Cervera R., Khamashta MA., Shoenfeld Y., Camps MT., Jacobsen S., Kiss E., Zeher MM., Tincani A., Kontopoulou-Griva I., Galeazzi M., Bellisai F., Meroni PL., Derksen RHWM., de Groot PG., Gromnica-Ihle E., Baleva M., Mosca M., Bombardieri S., Houssiau F., Gris J-C., Quéré I., Hachulla E., Vasconcelos C., Roch B., Fernández-Nebro A., Piette J-C., Espinosa G., Bucciarelli S., Pisoni CN., Bertolaccini ML., Boffa M-C., Hughes GRV., Euro-Phospholipid Project Group (European Forum on Antiphospholipid Antibodies) None.
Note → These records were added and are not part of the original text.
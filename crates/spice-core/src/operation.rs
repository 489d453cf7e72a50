//! Operation kinds dispatched through the controller.

use std::fmt;
use std::str::FromStr;

use serde::{Deserialize, Serialize};

use crate::error::SyncError;

/// The kind of data-access operation requested by the application.
///
/// Only [`Operation::Read`] is ever cached; the mutating kinds are forwarded
/// straight to the transport.
#[derive(Debug, Clone, Copy, PartialEq, Eq, Hash, Serialize, Deserialize)]
#[serde(rename_all = "lowercase")]
pub enum Operation {
    Read,
    Create,
    Update,
    Delete,
}

impl Operation {
    /// All operation kinds, in declaration order.
    pub const ALL: [Operation; 4] = [
        Operation::Read,
        Operation::Create,
        Operation::Update,
        Operation::Delete,
    ];

    /// Returns the lowercase name of the operation.
    ///
    /// # Example
    ///
    /// ```
    /// use spice_core::Operation;
    ///
    /// assert_eq!(Operation::Update.as_str(), "update");
    /// ```
    pub fn as_str(&self) -> &'static str {
        match self {
            Operation::Read => "read",
            Operation::Create => "create",
            Operation::Update => "update",
            Operation::Delete => "delete",
        }
    }

    /// Returns true for the only cacheable operation.
    pub fn is_read(&self) -> bool {
        matches!(self, Operation::Read)
    }

    /// Returns true for operations that mutate the remote resource.
    pub fn is_mutation(&self) -> bool {
        !self.is_read()
    }
}

impl fmt::Display for Operation {
    fn fmt(&self, f: &mut fmt::Formatter<'_>) -> fmt::Result {
        f.write_str(self.as_str())
    }
}

impl FromStr for Operation {
    type Err = SyncError;

    fn from_str(s: &str) -> Result<Self, Self::Err> {
        match s {
            "read" => Ok(Operation::Read),
            "create" => Ok(Operation::Create),
            "update" => Ok(Operation::Update),
            "delete" => Ok(Operation::Delete),
            other => Err(SyncError::configuration(format!(
                "unknown operation '{}'",
                other
            ))),
        }
    }
}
OBJECTIVES: To identify the main causes of morbidity and mortality in patients with antiphospholipid syndrome (APS) during a 5-year period and to determine clinical and immunological parameters with prognostic significance. METHODS: The clinical and immunological features of a cohort of 1000 patients with APS from 13 European countries who had been followed up from 1999 to 2004 were analysed. RESULTS: 200 (20%) patients developed APS-related manifestations during the 5-year study period. Recurrent thrombotic events appeared in 166 (16.6%) patients and the most common were strokes (2.4% of the total cohort), transient ischaemic attacks (2.3%), deep vein thromboses (2.1%) and pulmonary embolism (2.1%). When the thrombotic events occurred, 90 patients were receiving oral anticoagulants and 49 were using aspirin. 31/420 (7.4%) patients receiving oral anticoagulants presented with haemorrhage. 3/121 (2.5%) women with only obstetric APS manifestations at the start of the study developed a new thrombotic event. A total of 77 women (9.4% of the female patients) had one or more pregnancies and 63 (81.8% of pregnant patients) had one or more live births. The most common fetal complications were early pregnancy loss (17.1% of pregnancies) and premature birth (35% of live births). 53 (5.3% of the total cohort) patients died. The most common causes of death were bacterial infection (21% of deaths), myocardial infarction (19%) and stroke (13%). No clinical or immunological predictor of thrombotic events, pregnancy morbidity or mortality was detected. CONCLUSION: Patients with APS still develop significant morbidity and mortality despite current treatment (oral anticoagulants or antiaggregants, or both).